Rakamlar ortada, internet bize inanılmaz bir ağ sunuyor. Şunu da eklemeliyiz ki hiç kimse teknolojiyi Y kuşağı kadar kullanmıyor. Nielsen şirketinin 2014 yılında gerçekleştirdiği bir tüketici araştırmasına göre; Y kuşağı, toplam nüfusun %24’ünü oluşturuyor. Bu grup, akranları tarafından üretilen içerikleri tüketebilmek için günde 18 saate kadar internette çevrim içi oluyorlar!
Genç bireyler ve teknoloji hakkında tüm duyduklarımıza rağmen, Milenyum çağını şekillendiren grup aslında Zuckerberg’in yaşıtları ve onlar blog sayfalarına kedi videoları atmaktan daha fazlasını yapıyorlar. “Fark yaratıyorlar.”
Sosyal medya söz konusu olduğunda, insanların internet üzerinden birbirlerine karşı verdikleri tepkiler farklılaşıyor. Örneğin zorbalık içeren haberlerin hemen hemen hepsi internet dünyasını sarmıştır. Ancak çalışmalar bunun tersini gösteriyor; genç bireylerin %78’i internette negatif tepkilerden ziyade pozitif tepkiler veriyor. Ayrıca negatif bir tepkiyle karşılaşan genç bireylerin %80’i, bir başkasını dijital tacize karşı savunuyor. Yani ufak bir kesim dijital tahribata neden oluyorken, gençlerin çoğu çevrelerindeki dünyayı pozitif tutmak için akıllıca hareket ediyor. Dijital vatandaşlık işe yarıyor çünkü genç bireylerin %55’i negatif içerikleri paylaşmayı tercih etmiyor. Bunlar küçük ama güçlü adımlar!
Y kuşağı burada da durmuyor! Çevrim içi bağış toplama ve sanal gönüllülük ile harekete geçiyor. Yani Y kuşağı, fark yaratabilmek için eline geçen araçları kullanmayı biliyor.
İnternet sosyalleşmeye yardımcı olurken aynı zamanda genç bireylere fark yaratabileceklerini de gösteriyor.

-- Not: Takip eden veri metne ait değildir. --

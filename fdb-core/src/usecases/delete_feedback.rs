use super::prelude::*;
use crate::authorization::authorize_feedback_owner;

/// Deleting a feedback that does not exist is not an error.
pub fn delete_feedback<R: FeedbackRepo>(repo: &R, id: &str) -> Result<()> {
    if repo.delete_feedback(id)? {
        log::debug!("Deleted feedback {id}");
    } else {
        log::debug!("Feedback {id} does not exist: nothing to delete");
    }
    Ok(())
}

/// Deletes a feedback on behalf of its author or an admin.
pub fn delete_own_feedback<R: FeedbackRepo>(repo: &R, user: &User, id: &str) -> Result<()> {
    match repo.get_feedback(id) {
        Ok(feedback) => authorize_feedback_owner(user, &feedback)?,
        Err(RepoError::NotFound) => (),
        Err(err) => return Err(err.into()),
    }
    delete_feedback(repo, id)
}

#[cfg(test)]
mod tests {
    use super::super::tests::MockDb;
    use super::*;
    use fdb_entities::builders::*;

    fn db_with_feedback() -> MockDb {
        let db = MockDb::default();
        *db.feedback.borrow_mut() = vec![
            Feedback::build().id("a").author("2", "John").finish(),
            Feedback::build().id("b").author("3", "Sarah").finish(),
        ];
        db
    }

    #[test]
    fn delete_is_idempotent() {
        let db = db_with_feedback();
        delete_feedback(&db, "a").unwrap();
        let once = db.all_feedback().unwrap();
        delete_feedback(&db, "a").unwrap();
        let twice = db.all_feedback().unwrap();
        assert_eq!(once, twice);
        assert_eq!(1, twice.len());
        assert_eq!("b", twice[0].id.as_str());
    }

    #[test]
    fn delete_missing_feedback() {
        let db = db_with_feedback();
        assert!(delete_feedback(&db, "does_not_exist").is_ok());
        assert_eq!(2, db.all_feedback().unwrap().len());
    }

    #[test]
    fn only_author_or_admin_may_delete() {
        let db = db_with_feedback();
        let john = User::build().id("2").finish();
        assert!(matches!(
            delete_own_feedback(&db, &john, "b"),
            Err(Error::Forbidden)
        ));
        assert!(delete_own_feedback(&db, &john, "a").is_ok());
        assert!(delete_own_feedback(&db, &john, "a").is_ok());
        let admin = User::build().role(Role::Admin).finish();
        assert!(delete_own_feedback(&db, &admin, "b").is_ok());
        assert!(db.all_feedback().unwrap().is_empty());
    }
}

Öyle ki, genç bireylerin %67’si kendi katkılarının dünyayı değiştirebileceğine inanıyor ve sonuç olarak dünyayı gerçekten de değiştiriyorlar. Örneğin gönüllülük oranlarında inanılmaz bir artış söz konusu: 2012 yılının başında %73 olan bu oran, yine 2012 yılının sonunda %84’e çıkıyor. Çünkü internetin sanal dünyası, gençlerin kendi güçlerini ellerine almalarına izin veriyor ve bu sadece bir tıklama ile gerçekleşiyor!
Siber zorbalık yerine pozitif olmayı seçen genç bireyler, daha iyi bir yarını şekillendiriyor. Bundan sonrası, Y kuşağının yaşayacağı bir dünya olacak. Eğer bu akımlar devam ederse, pozitif olmak en basit açıdan bulaşıcı olabilir.